Marie NEUSER : Je tue les enfants français dans les jardins.

Bonjour monsieur le professeur...

Marie NEUSER : Je tue les enfants français dans les jardins.

Souvenez-vous, à l'appel dans la cour, les élèves se rangeaient deux par deux et interdiction de parler dans les rangs. Pour s'exprimer en classe, il fallait d'abord lever le doigt. De nos jours la configuration a bien changé. Les collégiens se conduisent comme des électrons libres et l'enseignant a bien du mal à se faire entendre et imposer une certaine discipline.

Jeune professeur d'italien, Lisa peine à se faire respecter dans sa classe de troisième. Seule Samira lui offre des petites satisfactions, le plaisir de corriger ses copies, auxquelles elle met invariablement un 20/20, des notes méritées. Samira est arrivée en France elle avait quinze ans, aujourd'hui elle en a dix-huit et a assimilé la langue française en bûchant car elle n'en possédait aucune bribe lors de son entrée à l'école. Samira travaille, quand elle peut, car dans sa famille elle doit s'acquitter des tâches ménagères en esclave moderne.

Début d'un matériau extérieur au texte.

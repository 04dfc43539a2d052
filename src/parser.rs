use log::{Level, debug, log_enabled, trace, warn};

use crate::err::{CodecError, FieldDecodeError, Result};
use crate::settings::CodecSettings;
use crate::store::path::{child_path, item_path};
use crate::store::{DataStore, FieldEntry};
use crate::structure_spec::{
    AtomicField, FieldBody, FieldDescriptor, Quantity, RepeaterField, StructureSpec, min_size,
};
use crate::type_codec::{FieldContext, codec_for};
use crate::utils::{ByteCursor, bytes, format_hexdump};

/// Bytes shown on either side of a failing offset in debug logs.
const FAILURE_CONTEXT_RADIUS: usize = 48;

/// Format-specific conversion of a parsed store into a domain object.
///
/// Implementors only write [`StructureParser::generate`]; the byte-level work is done by
/// [`parse_structure`].
pub trait StructureParser {
    type Output;

    fn generate(&self, store: &DataStore) -> Result<Self::Output>;

    fn parse(
        &self,
        buffer: &[u8],
        spec: &StructureSpec,
        settings: &CodecSettings,
    ) -> Result<Self::Output> {
        let store = parse_structure(buffer, spec, settings)?;
        self.generate(&store)
    }
}

/// Walk `spec` over `buffer`, capturing every field into a fresh [`DataStore`].
///
/// Either the whole buffer is described or the call fails; a partially filled store is
/// never returned.
pub fn parse_structure(
    buffer: &[u8],
    spec: &StructureSpec,
    settings: &CodecSettings,
) -> Result<DataStore> {
    debug!(
        "Parsing {} bytes with structure spec `{}`",
        buffer.len(),
        spec.name()
    );

    let mut builder = StoreBuilder {
        cursor: ByteCursor::new(buffer),
        store: DataStore::new(),
        settings,
    };

    match builder.parse_all(spec.fields()) {
        Ok(()) => Ok(builder.store),
        Err(e) => {
            log_failure_context(buffer, &e);
            Err(e)
        }
    }
}

fn log_failure_context(buffer: &[u8], err: &CodecError) {
    if let CodecError::FieldDecode { offset, .. } = err {
        if log_enabled!(Level::Debug) {
            let (window, start) = bytes::window(buffer, *offset as usize, FAILURE_CONTEXT_RADIUS);
            debug!(
                "{}\nBytes around offset {}:\n{}",
                err,
                offset,
                format_hexdump(window, start)
            );
        }
    }
}

struct StoreBuilder<'a, 's> {
    cursor: ByteCursor<'a>,
    store: DataStore,
    settings: &'s CodecSettings,
}

impl StoreBuilder<'_, '_> {
    fn parse_all(&mut self, fields: &[FieldDescriptor]) -> Result<()> {
        self.parse_fields(fields, None)?;

        if !self.cursor.is_eof() {
            let remaining = self.cursor.remaining();
            if self.settings.should_reject_trailing_bytes() {
                return Err(CodecError::TrailingBytes {
                    offset: self.cursor.position(),
                    remaining,
                });
            }
            warn!(
                "offset {}: ignoring {} trailing bytes not described by the structure spec",
                self.cursor.position(),
                remaining
            );
        }
        Ok(())
    }

    fn parse_fields(&mut self, fields: &[FieldDescriptor], scope: Option<&str>) -> Result<()> {
        for field in fields {
            let path = child_path(scope, &field.name);
            match &field.body {
                FieldBody::Atomic(atomic) => self.parse_atomic(&path, scope, atomic)?,
                FieldBody::Repeater(repeater) => self.parse_repeater(&path, scope, repeater)?,
            }
        }
        Ok(())
    }

    /// Resolve a size or count to a non-negative number.
    fn resolve_quantity(
        &self,
        quantity: &Quantity,
        what: &'static str,
        path: &str,
        scope: Option<&str>,
    ) -> Result<usize> {
        match quantity {
            Quantity::Literal(n) => Ok(*n),
            Quantity::Remaining => Ok(self.cursor.remaining()),
            Quantity::Formula(formula) => {
                let value = formula.evaluate(scope, &self.store)?;
                usize::try_from(value).map_err(|_| {
                    CodecError::field_decode(
                        path,
                        self.cursor.position(),
                        FieldDecodeError::NegativeLength { what, value },
                    )
                })
            }
        }
    }

    fn parse_atomic(&mut self, path: &str, scope: Option<&str>, field: &AtomicField) -> Result<()> {
        let offset = self.cursor.position();
        let width = self.resolve_quantity(&field.size, "size", path, scope)?;
        trace!("offset {}: `{}` ({}, {} bytes)", offset, path, field.kind, width);

        let codec = codec_for(field.kind).ok_or_else(|| CodecError::InvalidSpec {
            spec_id: path.to_owned(),
            message: format!("{} is not an atomic kind", field.kind),
        })?;

        let raw = self
            .cursor
            .take_bytes(width, "field")
            .map_err(|e| CodecError::field_decode(path, offset, e))?;

        let ctx = FieldContext {
            width,
            signed: field.signed,
            reverse: field.reverse,
            encoding: self.settings.get_text_encoding(),
        };
        let value =
            (codec.decode)(raw, &ctx).map_err(|e| CodecError::field_decode(path, offset, e))?;

        self.store
            .insert_field(path, FieldEntry::captured(raw.to_vec(), value))
    }

    fn parse_repeater(
        &mut self,
        path: &str,
        scope: Option<&str>,
        repeater: &RepeaterField,
    ) -> Result<()> {
        let offset = self.cursor.position();
        let count = self.resolve_quantity(&repeater.count, "count", path, scope)?;

        let limit = self.settings.get_max_repeat_count();
        if count > limit {
            return Err(CodecError::field_decode(
                path,
                offset,
                FieldDecodeError::RepeatCountTooLarge { count, limit },
            ));
        }

        let need = count.saturating_mul(min_size(&repeater.item));
        let have = self.cursor.remaining();
        if need > have {
            return Err(CodecError::field_decode(
                path,
                offset,
                FieldDecodeError::RepeatCountUnsatisfiable { count, need, have },
            ));
        }

        debug!("offset {}: repeater `{}` with {} items", offset, path, count);
        self.store.ensure_repeated(path)?;
        for i in 0..count {
            self.store.push_repeated(path, DataStore::new())?;
            let item_scope = item_path(path, i);
            self.parse_fields(&repeater.item, Some(&item_scope))?;
        }
        Ok(())
    }
}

Samira est la seule à ne pas participer au chahut général qui règne dans la classe, mise à l'index par les perturbateurs. Malik, Andrami, Marel, Noumein... Les trublions qui ne se contentent pas d'être les agitateurs patentés, mais se comportent en véritables provocateurs, et même en petits dictateurs en puissance. Par exemple Malik ou Andrami qui font la loi chez eux, n'ayant pas peur de tabasser leurs génitrices.

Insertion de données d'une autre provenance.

use anyhow::{Context, Result, format_err};
use clap::{Arg, ArgMatches, Command};

use structcodec::DataStore;

use std::io::Write;

pub fn command() -> Command {
    Command::new("encode")
        .about("Serialize a JSON store (as printed by `decode`) back into a binary file")
        .arg(
            Arg::new("store")
                .required(true)
                .value_name("STORE_JSON")
                .help("JSON store to encode."),
        )
}

pub fn run(matches: &ArgMatches) -> Result<()> {
    let (codec, spec_id) = crate::codec_from_matches(matches)?;
    let store_path = matches
        .get_one::<String>("store")
        .ok_or_else(|| format_err!("a store is required"))?;

    let text = std::fs::read_to_string(store_path)
        .with_context(|| format!("failed to read `{}`", store_path))?;
    let store = DataStore::from_json_str(&text)
        .with_context(|| format!("`{}` is not a valid store", store_path))?;
    let bytes = codec
        .write(&store, &spec_id)
        .with_context(|| format!("failed to encode `{}`", store_path))?;

    let (path, prompt) =
        crate::output_target(matches).ok_or_else(|| format_err!("`--output` is required"))?;
    let mut output = crate::create_output_file(path, prompt)?;
    output.write_all(&bytes)?;
    log::info!("Wrote {} bytes to {}", bytes.len(), path);
    Ok(())
}
#![deny(unused_must_use)]
#![forbid(unsafe_code)]
#![doc = include_str!("../README.md")]

pub mod cipher;
mod codec;
pub mod err;
pub mod formula;
mod parser;
mod settings;
pub mod spec_resolver;
pub mod store;
pub mod structure_spec;
pub mod type_codec;
mod utils;
mod writer;

pub use cipher::{BlockCipher, CipherEnvelope, CipherError, CipherMode};
pub use codec::StructureCodec;
pub use err::{
    CodecError, FieldDecodeError, FieldEncodeError, FormulaError, Result,
};
pub use formula::{Formula, evaluate};
pub use parser::{StructureParser, parse_structure};
pub use settings::{CodecSettings, DEFAULT_MAX_REPEAT_COUNT};
pub use spec_resolver::{DirectorySpecResolver, InMemorySpecResolver, SpecResolver};
pub use store::{DataStore, FieldEntry, FieldValue, StoreEntry};
pub use structure_spec::{FieldDescriptor, FieldKind, Quantity, StructureSpec};
pub use utils::format_hexdump;
pub use writer::{StructureWriter, write_structure};

#[cfg(test)]
use std::sync::Once;

#[cfg(test)]
static LOGGER_INIT: Once = Once::new();

// Rust runs the tests concurrently, so unless we synchronize logging access
// it will crash when attempting to run `cargo test` with some logging facilities.
#[cfg(test)]
pub fn ensure_env_logger_initialized() {
    use std::io::Write;

    LOGGER_INIT.call_once(|| {
        let mut builder = env_logger::Builder::from_default_env();
        builder
            .format(|buf, record| writeln!(buf, "[{}] - {}", record.level(), record.args()))
            .init();
    });
}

Aussi Lisa se rend à son établissement presque à reculons, angoissée par ce qui l'attend. Pierre, son mari est au calme dans la librairie où il travaille, et s'il sait les vexations, les affronts, les humiliations que Lisa subit, il n'y peut pas grand chose.

Ce matin là, lorsqu'elle arrive sur le perron du collège, le CPE attend Lisa de pied ferme. L'agent de service s'est plaint : quelqu'un a uriné dans la poubelle. Lisa n'entend pas se laisser faire et le CPE est obligé de tenter de découvrir le coupable lui-même. Tâche trop ardue et il consigne la classe. Le lendemain Lisa est la risée de Malik and Co via un dessin pornographique.

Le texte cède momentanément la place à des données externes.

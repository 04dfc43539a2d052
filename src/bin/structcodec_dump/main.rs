use anyhow::{Context, Result, bail, format_err};
use clap::{Arg, ArgAction, ArgMatches, Command};
use dialoguer::Confirm;
use encoding::Encoding;
use encoding::all::{ISO_8859_1, encodings};
use indoc::indoc;
use log::LevelFilter;
use simplelog::{ColorChoice, Config, TermLogger, TerminalMode};

use structcodec::{CodecSettings, DirectorySpecResolver, StructureCodec};

use std::fs::{self, File};
use std::path::Path;
use std::process::exit;

mod decode;
mod encode;
mod verify;

/// Arguments shared by every subcommand that needs a structure spec.
fn with_spec_args(cmd: Command) -> Command {
    cmd.arg(
        Arg::new("spec-dir")
            .long("spec-dir")
            .short('d')
            .value_name("DIR")
            .default_value(".")
            .help("Directory holding `<spec>.json` structure specs."),
    )
    .arg(
        Arg::new("spec")
            .long("spec")
            .short('s')
            .required(true)
            .value_name("ID")
            .help("Id of the structure spec, i.e. its file name without `.json`."),
    )
}

fn with_output_args(cmd: Command, required: bool) -> Command {
    cmd.arg(
        Arg::new("output-target")
            .long("output")
            .short('o')
            .required(required)
            .value_name("PATH")
            .help(indoc!(
                "Writes output to the file specified instead of stdout, errors will still be printed to stderr.
                 Will ask for confirmation before overwriting files, to allow overwriting, pass `--no-confirm-overwrite`.
                 Will create parent directories if needed."
            )),
    )
    .arg(
        Arg::new("no-confirm-overwrite")
            .long("no-confirm-overwrite")
            .action(ArgAction::SetTrue)
            .help("When set, will not ask for confirmation before overwriting files, useful for automation"),
    )
}

/// Build a codec from the spec arguments of `matches` and the global settings flags.
pub(crate) fn codec_from_matches(
    matches: &ArgMatches,
) -> Result<(StructureCodec<DirectorySpecResolver>, String)> {
    let spec_dir = matches
        .get_one::<String>("spec-dir")
        .map(String::as_str)
        .unwrap_or(".");
    let spec_id = matches
        .get_one::<String>("spec")
        .ok_or_else(|| format_err!("`--spec` is required"))?
        .clone();

    let encoding_name = matches
        .get_one::<String>("text-encoding")
        .map(String::as_str)
        .unwrap_or(ISO_8859_1.name());
    let text_encoding = encodings()
        .iter()
        .find(|e| e.name() == encoding_name)
        .copied()
        .ok_or_else(|| format_err!("unknown text encoding `{}`", encoding_name))?;

    let mut settings = CodecSettings::new()
        .text_encoding(text_encoding)
        .strict_trailing_bytes(matches.get_flag("strict-trailing-bytes"));
    if let Some(limit) = matches.get_one::<usize>("max-repeat-count") {
        settings = settings.max_repeat_count(*limit);
    }

    let codec = StructureCodec::new(DirectorySpecResolver::new(spec_dir)).with_configuration(settings);
    // Fail early on a bad spec, before any input is read.
    codec
        .load_spec(&spec_id)
        .with_context(|| format!("failed to load structure spec `{}` from `{}`", spec_id, spec_dir))?;

    Ok((codec, spec_id))
}

/// If `prompt` is passed, will display a confirmation prompt before overwriting files.
pub(crate) fn create_output_file(path: impl AsRef<Path>, prompt: bool) -> Result<File> {
    let p = path.as_ref();

    if p.is_dir() {
        bail!(
            "There is a directory at {}, refusing to overwrite",
            p.display()
        );
    }

    if p.exists() {
        if prompt {
            let confirmed = Confirm::new()
                .with_prompt(format!(
                    "Are you sure you want to override output file at {}",
                    p.display()
                ))
                .default(false)
                .interact()
                .context("Failed to write confirmation prompt to term")?;
            if !confirmed {
                bail!("Cancelled");
            }
        }
    } else if let Some(parent) = p.parent() {
        if !parent.as_os_str().is_empty() && !parent.exists() {
            fs::create_dir_all(parent)
                .with_context(|| format!("failed to create `{}`", parent.display()))?;
        }
    }

    File::create(p).with_context(|| format!("failed to create output file `{}`", p.display()))
}

pub(crate) fn output_target(matches: &ArgMatches) -> Option<(&str, bool)> {
    matches.get_one::<String>("output-target").map(|path| {
        (
            path.as_str(),
            !matches.get_flag("no-confirm-overwrite"),
        )
    })
}

fn try_to_initialize_logging(verbosity: u8) {
    let level = match verbosity {
        0 => return,
        1 => LevelFilter::Info,
        2 => LevelFilter::Debug,
        3 => LevelFilter::Trace,
        _ => {
            eprintln!("using more than -vvv does not affect verbosity level");
            LevelFilter::Trace
        }
    };

    if let Err(e) = TermLogger::init(
        level,
        Config::default(),
        TerminalMode::Stderr,
        ColorChoice::Auto,
    ) {
        eprintln!("Failed to initialize logging: {}", e);
    }
}

fn cli() -> Command {
    let text_encodings: Vec<&'static str> = encodings()
        .iter()
        .filter(|e| e.raw_decoder().is_ascii_compatible())
        .map(|e| e.name())
        .collect();

    Command::new("structcodec_dump")
        .version(env!("CARGO_PKG_VERSION"))
        .about("Decode, encode and verify binary files described by structure specs")
        .subcommand_required(true)
        .arg_required_else_help(true)
        .arg(
            Arg::new("verbose")
                .short('v')
                .action(ArgAction::Count)
                .global(true)
                .help(indoc!(
                    "-v - info, -vv - debug, -vvv - trace.
                     trace output is only available in debug builds, as it is extremely verbose"
                )),
        )
        .arg(
            Arg::new("text-encoding")
                .long("text-encoding")
                .global(true)
                .value_parser(clap::builder::PossibleValuesParser::new(text_encodings))
                .default_value(ISO_8859_1.name())
                .help("Single-byte encoding of `Text` fields."),
        )
        .arg(
            Arg::new("strict-trailing-bytes")
                .long("strict-trailing-bytes")
                .global(true)
                .action(ArgAction::SetTrue)
                .help("Fail instead of warning when bytes remain after the last field."),
        )
        .arg(
            Arg::new("max-repeat-count")
                .long("max-repeat-count")
                .global(true)
                .value_name("N")
                .value_parser(clap::value_parser!(usize))
                .help("Upper bound for a single repeated group's item count."),
        )
        .subcommand(with_output_args(with_spec_args(decode::command()), false))
        .subcommand(with_output_args(with_spec_args(encode::command()), true))
        .subcommand(with_spec_args(verify::command()))
}

fn run(matches: &ArgMatches) -> Result<()> {
    match matches.subcommand() {
        Some(("decode", sub)) => decode::run(sub),
        Some(("encode", sub)) => encode::run(sub),
        Some(("verify", sub)) => verify::run(sub),
        Some((other, _)) => bail!("unknown subcommand `{}`", other),
        None => bail!("a subcommand is required"),
    }
}

fn main() {
    let matches = cli().get_matches();
    try_to_initialize_logging(matches.get_count("verbose"));

    if let Err(e) = run(&matches) {
        eprintln!("{:?}", e);
        exit(1);
    }
}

Ses collègues sont à même enseigne. Certaines ont beau afficher un tempérament de dresseurs de monstres, il ne s'agit que d'une façade d'orgueil. D'autres ont passé l'âge d'être importunées, pas comme Lisa. La rançon de la joliesse.

Mais les filles ne valent guère mieux que leurs condisciples masculins. Elles affichent avec fierté leur poitrine, se prennent pour des top-modèles et goutent déjà aux jeux des grandes personnes, sans culotte et sans honte, entre deux voitures avec des hommes qui pourraient être leurs pères. L'apprentissage de la vie non décrit dans les manuels scolaires. Et que ne ferait-on pas pour s'acheter des fringues de marque, des gamines devenues femmes-sandwich.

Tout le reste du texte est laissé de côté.